(Beginning of Material provided)

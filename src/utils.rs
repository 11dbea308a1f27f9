use uuid::Uuid;

use crate::prelude::*;

pub fn now() -> DateTime {
  Utc::now().naive_utc()
}

/// `prefix` followed by `len` uppercase characters of a fresh v4 UUID.
pub fn random_code(prefix: &str, len: usize) -> String {
  let suffix: String = Uuid::new_v4()
    .simple()
    .to_string()
    .chars()
    .take(len)
    .collect::<String>()
    .to_uppercase();
  format!("{prefix}{suffix}")
}

/// `amount * bps / 10_000`, floored, without intermediate overflow.
pub fn apply_bps(amount: i64, bps: i32) -> i64 {
  (amount as i128 * bps as i128 / 10_000) as i64
}

pub fn format_bps(bps: i32) -> String {
  if bps % 100 == 0 {
    format!("{}%", bps / 100)
  } else {
    format!("{:.2}%", bps as f64 / 100.0)
  }
}
use async_openai::types::{
    ChatCompletionRequestAssistantMessageArgs, ChatCompletionRequestMessage,
    ChatCompletionRequestSystemMessageArgs, ChatCompletionRequestToolMessageArgs,
    ChatCompletionRequestUserMessageArgs,
};

/// Append-only conversation history, seeded with one system instruction.
/// This wraps a `Vec<ChatCompletionRequestMessage>` and provides ergonomic
/// builder-style helpers.
///
/// Invariant: the system message is always the first element and is never
/// replaced. The order of messages is preserved (push order == send order).
#[derive(Debug, Clone)]
pub struct ConversationHistory {
    messages: Vec<ChatCompletionRequestMessage>,
}

impl ConversationHistory {
    /// Create a history whose first message is the given system instruction.
    pub fn with_system<S: AsRef<str>>(content: S) -> Self {
        let system = ChatCompletionRequestSystemMessageArgs::default()
            .content(content.as_ref())
            .build()
            .expect("valid system message");
        Self { messages: vec![system.into()] }
    }

    /// Current length, including the system message.
    pub fn len(&self) -> usize {
        self.messages.len()
    }

    pub fn is_empty(&self) -> bool {
        self.messages.is_empty()
    }

    /// Get slice view for building a completion request.
    pub fn as_slice(&self) -> &[ChatCompletionRequestMessage] {
        &self.messages
    }

    /// Add user message.
    pub fn add_user<S: AsRef<str>>(&mut self, content: S) -> &mut Self {
        let msg = ChatCompletionRequestUserMessageArgs::default()
            .content(content.as_ref())
            .build()
            .expect("valid user message");
        self.messages.push(msg.into());
        self
    }

    /// Add assistant message (text only).
    pub fn add_assistant<S: AsRef<str>>(&mut self, content: S) -> &mut Self {
        let msg = ChatCompletionRequestAssistantMessageArgs::default()
            .content(content.as_ref())
            .build()
            .expect("valid assistant message");
        self.messages.push(msg.into());
        self
    }

    /// Add a tool-result message keyed to the invocation that produced it.
    /// The payload is JSON already serialized upstream.
    pub fn add_tool_result<S: AsRef<str>>(&mut self, tool_call_id: &str, payload: S) -> &mut Self {
        let msg = ChatCompletionRequestToolMessageArgs::default()
            .tool_call_id(tool_call_id)
            .content(payload.as_ref())
            .build()
            .expect("valid tool message");
        self.messages.push(msg.into());
        self
    }
}
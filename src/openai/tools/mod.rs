//! Tools namespace: declaration core plus the `order_pizza` tool.

mod core; // ToolDefinition, ToolParametersBuilder
mod order_pizza; // the agent's single tool

pub use self::core::{ToolDefinition, ToolParametersBuilder};
pub use order_pizza::{ORDER_PIZZA_TOOL_NAME, OrderArgs, build_order_pizza_tool, parse_order_args};
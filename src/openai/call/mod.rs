//! One model turn: request construction, dispatch, and the turn's outcome.

mod proposer;
mod request;
mod types;

pub use proposer::propose_turn;
pub use request::build_chat_request;
pub use types::{ModelTurn, ToolCallRequest};
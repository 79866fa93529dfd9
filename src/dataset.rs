//! Vocabulary dataset loader.
//!
//! The dataset is a CSV with at least `category` and `name` columns. Rows are
//! filtered by category into the five vocabulary lists. The lists only feed
//! the system prompt as menu context; user input is never validated against
//! them.

use color_eyre::{Result, eyre::eyre};
use std::fs;
use tracing::info;

/// Categories recognized in the dataset; anything else is ignored.
const CATEGORY_NAMED_PIZZA: &str = "named_pizza";
const CATEGORY_SIZE: &str = "size";
const CATEGORY_CRUST: &str = "crust";
const CATEGORY_TOPPING: &str = "topping";
const CATEGORY_SAUCE: &str = "sauce";

/// Vocabulary lists loaded once at startup.
#[derive(Debug, Clone, Default, PartialEq, Eq)]
pub struct Vocabulary {
    /// Named pizzas, lower-cased.
    pub named_pizzas: Vec<String>,
    pub sizes: Vec<String>,
    pub crusts: Vec<String>,
    pub toppings: Vec<String>,
    pub sauces: Vec<String>,
}

impl Vocabulary {
    /// Load and parse the dataset file. Missing file or header is fatal.
    pub fn load(path: &str) -> Result<Self> {
        let content = fs::read_to_string(path)
            .map_err(|e| eyre!("reading pizza dataset from '{path}': {e}"))?;
        let vocabulary = Self::parse(&content)?;
        info!(
            target: "dataset",
            sizes = vocabulary.sizes.len(),
            crusts = vocabulary.crusts.len(),
            toppings = vocabulary.toppings.len(),
            sauces = vocabulary.sauces.len(),
            named_pizzas = vocabulary.named_pizzas.len(),
            "vocabulary_loaded"
        );
        Ok(vocabulary)
    }

    /// Parse CSV content with a `category`/`name` header.
    pub fn parse(content: &str) -> Result<Self> {
        let mut lines = content.lines().filter(|l| !l.trim().is_empty());
        let header_line = lines.next().ok_or_else(|| eyre!("pizza dataset is empty"))?;

        let headers = split_csv_line(header_line);
        let category_idx = column_index(&headers, "category")?;
        let name_idx = column_index(&headers, "name")?;

        let mut vocabulary = Vocabulary::default();
        for line in lines {
            let fields = split_csv_line(line);
            let (Some(category), Some(name)) = (fields.get(category_idx), fields.get(name_idx))
            else {
                continue;
            };
            let name = name.trim();
            match category.trim() {
                CATEGORY_NAMED_PIZZA => vocabulary.named_pizzas.push(name.to_lowercase()),
                CATEGORY_SIZE => vocabulary.sizes.push(name.to_string()),
                CATEGORY_CRUST => vocabulary.crusts.push(name.to_string()),
                CATEGORY_TOPPING => vocabulary.toppings.push(name.to_string()),
                CATEGORY_SAUCE => vocabulary.sauces.push(name.to_string()),
                _ => {}
            }
        }
        Ok(vocabulary)
    }

    /// Render the vocabulary as a menu block for the system prompt.
    pub fn menu_context(&self) -> String {
        format!(
            "Menu context:\nSizes: {}\nCrusts: {}\nToppings: {}\nSauces: {}\nNamed pizzas: {}",
            self.sizes.join(", "),
            self.crusts.join(", "),
            self.toppings.join(", "),
            self.sauces.join(", "),
            self.named_pizzas.join(", "),
        )
    }
}

fn column_index(headers: &[String], wanted: &str) -> Result<usize> {
    headers
        .iter()
        .position(|h| h.trim().eq_ignore_ascii_case(wanted))
        .ok_or_else(|| eyre!("pizza dataset is missing required column '{wanted}'"))
}

/// Split one CSV line into fields, honoring double-quoted fields
/// (a quoted field may contain commas; "" is an escaped quote).
fn split_csv_line(line: &str) -> Vec<String> {
    let mut fields = Vec::new();
    let mut current = String::new();
    let mut in_quotes = false;
    let mut chars = line.chars().peekable();

    while let Some(ch) = chars.next() {
        match ch {
            '"' if in_quotes && chars.peek() == Some(&'"') => {
                current.push('"');
                chars.next();
            }
            '"' => in_quotes = !in_quotes,
            ',' if !in_quotes => {
                fields.push(current.trim().to_string());
                current.clear();
            }
            _ => current.push(ch),
        }
    }
    fields.push(current.trim().to_string());
    fields
}

#[cfg(test)]
mod tests {
    use super::*;

    const SAMPLE: &str = "\
category,name
size,small
size,extra large
crust,thin
topping,pepperoni
topping,olives
sauce,bbq
named_pizza,Margherita
named_pizza,\"Meat Feast, Deluxe\"
beverage,cola
";

    #[test]
    fn parses_categories_into_lists() {
        let v = Vocabulary::parse(SAMPLE).unwrap();
        assert_eq!(v.sizes, vec!["small", "extra large"]);
        assert_eq!(v.crusts, vec!["thin"]);
        assert_eq!(v.toppings, vec!["pepperoni", "olives"]);
        assert_eq!(v.sauces, vec!["bbq"]);
    }

    #[test]
    fn named_pizzas_are_lowercased() {
        let v = Vocabulary::parse(SAMPLE).unwrap();
        assert_eq!(v.named_pizzas, vec!["margherita", "meat feast, deluxe"]);
    }

    #[test]
    fn unknown_categories_are_ignored() {
        let v = Vocabulary::parse(SAMPLE).unwrap();
        let all = v.sizes.len() + v.crusts.len() + v.toppings.len() + v.sauces.len()
            + v.named_pizzas.len();
        assert_eq!(all, 8); // cola is dropped
    }

    #[test]
    fn missing_column_is_an_error() {
        let err = Vocabulary::parse("category\nsize\n").unwrap_err();
        assert!(err.to_string().contains("name"));
    }

    #[test]
    fn empty_file_is_an_error() {
        assert!(Vocabulary::parse("").is_err());
    }

    #[test]
    fn quoted_fields_keep_commas() {
        let fields = split_csv_line("named_pizza,\"Meat, Deluxe\"");
        assert_eq!(fields, vec!["named_pizza", "Meat, Deluxe"]);
    }

    #[test]
    fn menu_context_lists_everything() {
        let v = Vocabulary::parse(SAMPLE).unwrap();
        let menu = v.menu_context();
        assert!(menu.contains("Sizes: small, extra large"));
        assert!(menu.contains("Sauces: bbq"));
        assert!(menu.contains("Named pizzas: margherita"));
    }
}
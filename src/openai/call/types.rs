use std::fmt::{self, Display};

/// One tool invocation requested by the model.
#[derive(Debug, Clone, PartialEq, Eq)]
pub struct ToolCallRequest {
    /// Invocation identifier; the tool-result message is keyed to it.
    pub id: String,
    pub name: String,
    /// Raw JSON-encoded arguments, validated later by the tool's own parser.
    pub arguments: String,
}

/// What one model turn produced. A turn may carry assistant text, tool
/// invocations, both, or neither (the model is still gathering parameters).
#[derive(Debug, Clone, Default, PartialEq, Eq)]
pub struct ModelTurn {
    pub text: Option<String>,
    pub tool_calls: Vec<ToolCallRequest>,
}

impl ModelTurn {
    pub fn has_tool_calls(&self) -> bool {
        !self.tool_calls.is_empty()
    }
}

impl Display for ModelTurn {
    fn fmt(&self, f: &mut fmt::Formatter<'_>) -> fmt::Result {
        let text_len = self.text.as_deref().map(str::len).unwrap_or(0);
        let names: Vec<&str> = self.tool_calls.iter().map(|c| c.name.as_str()).collect();
        write!(f, "ModelTurn text_len={} tool_calls={:?}", text_len, names)
    }
}
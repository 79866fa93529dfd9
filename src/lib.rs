pub mod config;
pub mod dataset;
pub mod error;
pub mod openai;
pub mod pricing;
pub mod session;

pub use config::Config;
pub use error::AgentError;

use color_eyre::Result;
use tokio::runtime::Runtime;

// Ensure .env is loaded for tests before anything else runs in the test process.
#[cfg(test)]
#[ctor::ctor]
fn load_dotenv_for_tests() {
    let _ = dotenvy::dotenv();
}

/// Run one interactive ordering session to completion.
///
/// Builds a Tokio runtime internally so callers (the binary) stay synchronous;
/// the session itself is strictly sequential anyway.
pub fn run(config: Config) -> Result<()> {
    let vocabulary = dataset::Vocabulary::load(&config.dataset_path)?;
    let rt = Runtime::new()?;
    rt.block_on(session::Session::new(config, &vocabulary).run())
}
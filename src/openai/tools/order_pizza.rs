//! The one tool this agent declares: `order_pizza`.
//!
//! Arguments arrive as a JSON string from the model and are validated into a
//! typed struct before the pricing function ever runs.

use serde::Deserialize;

use super::{ToolDefinition, ToolParametersBuilder};
use crate::error::AgentError;

pub const ORDER_PIZZA_TOOL_NAME: &str = "order_pizza";

/// Typed arguments matching the declared schema, field for field.
#[derive(Debug, Clone, PartialEq, Eq, Deserialize)]
#[serde(deny_unknown_fields)]
pub struct OrderArgs {
    pub size: String,
    pub crust: String,
    pub toppings: Vec<String>,
    pub sauces: Vec<String>,
}

/// Declare the `order_pizza` tool for the completion request.
pub fn build_order_pizza_tool() -> ToolDefinition {
    let parameters = ToolParametersBuilder::new_object()
        .add_string("size", Some("Pizza size, e.g. small, medium, large, extra large"))
        .add_string("crust", Some("Crust style for the pizza"))
        .add_string_array("toppings", Some("Topping names; may be empty"))
        .add_string_array("sauces", Some("Sauce names; may be empty"))
        .required("size")
        .required("crust")
        .required("toppings")
        .required("sauces")
        .additional_properties(false)
        .build();

    ToolDefinition::new(
        ORDER_PIZZA_TOOL_NAME,
        "Place a pizza order with size, crust, toppings, and sauces",
        parameters,
    )
}

/// Validate raw tool-call arguments against the schema's shape.
/// Invalid JSON, a missing field, or a wrong type all fail the same way.
pub fn parse_order_args(raw: &str) -> Result<OrderArgs, AgentError> {
    serde_json::from_str(raw).map_err(|e| AgentError::ArgumentValidation {
        tool: ORDER_PIZZA_TOOL_NAME.to_string(),
        message: e.to_string(),
    })
}
//! Camera estimate for the observed viewpoint.

use super::wire;
use crate::math::Vec3;
use serde::{Deserialize, Serialize};

#[derive(Debug, Clone, Copy, PartialEq, Serialize, Deserialize)]
pub struct CameraEstimation {
    #[serde(with = "wire::xyz", default = "wire::camera_position")]
    pub position: Vec3,

    #[serde(with = "wire::xyz", default = "wire::camera_look_at")]
    pub look_at: Vec3,

    /// Millimeters.
    #[serde(default = "wire::focal_length")]
    pub focal_length: f32,
}

impl Default for CameraEstimation {
    fn default() -> Self {
        Self {
            position: wire::camera_position(),
            look_at: wire::camera_look_at(),
            focal_length: wire::focal_length(),
        }
    }
}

(End of Material provided)

What is expected >> Your reply is to repeat, unchanged, the lines above running from the one with "fn fmt(&self, f: &mut" up to and including the one with "let rt = Runtime::new()?;".

Output of the task >>
    fn fmt(&self, f: &mut fmt::Formatter<'_>) -> fmt::Result {
        let text_len = self.text.as_deref().map(str::len).unwrap_or(0);
        let names: Vec<&str> = self.tool_calls.iter().map(|c| c.name.as_str()).collect();
        write!(f, "ModelTurn text_len={} tool_calls={:?}", text_len, names)
    }
}
repository 79866fa93529dfd9
filename src/lib.rs
pub mod config;
pub mod dataset;
pub mod error;
pub mod openai;
pub mod pricing;
pub mod session;

pub use config::Config;
pub use error::AgentError;

use color_eyre::Result;
use tokio::runtime::Runtime;

// Ensure .env is loaded for tests before anything else runs in the test process.
#[cfg(test)]
#[ctor::ctor]
fn load_dotenv_for_tests() {
    let _ = dotenvy::dotenv();
}

/// Run one interactive ordering session to completion.
///
/// Builds a Tokio runtime internally so callers (the binary) stay synchronous;
/// the session itself is strictly sequential anyway.
pub fn run(config: Config) -> Result<()> {
    let vocabulary = dataset::Vocabulary::load(&config.dataset_path)?;
    let rt = Runtime::new()?;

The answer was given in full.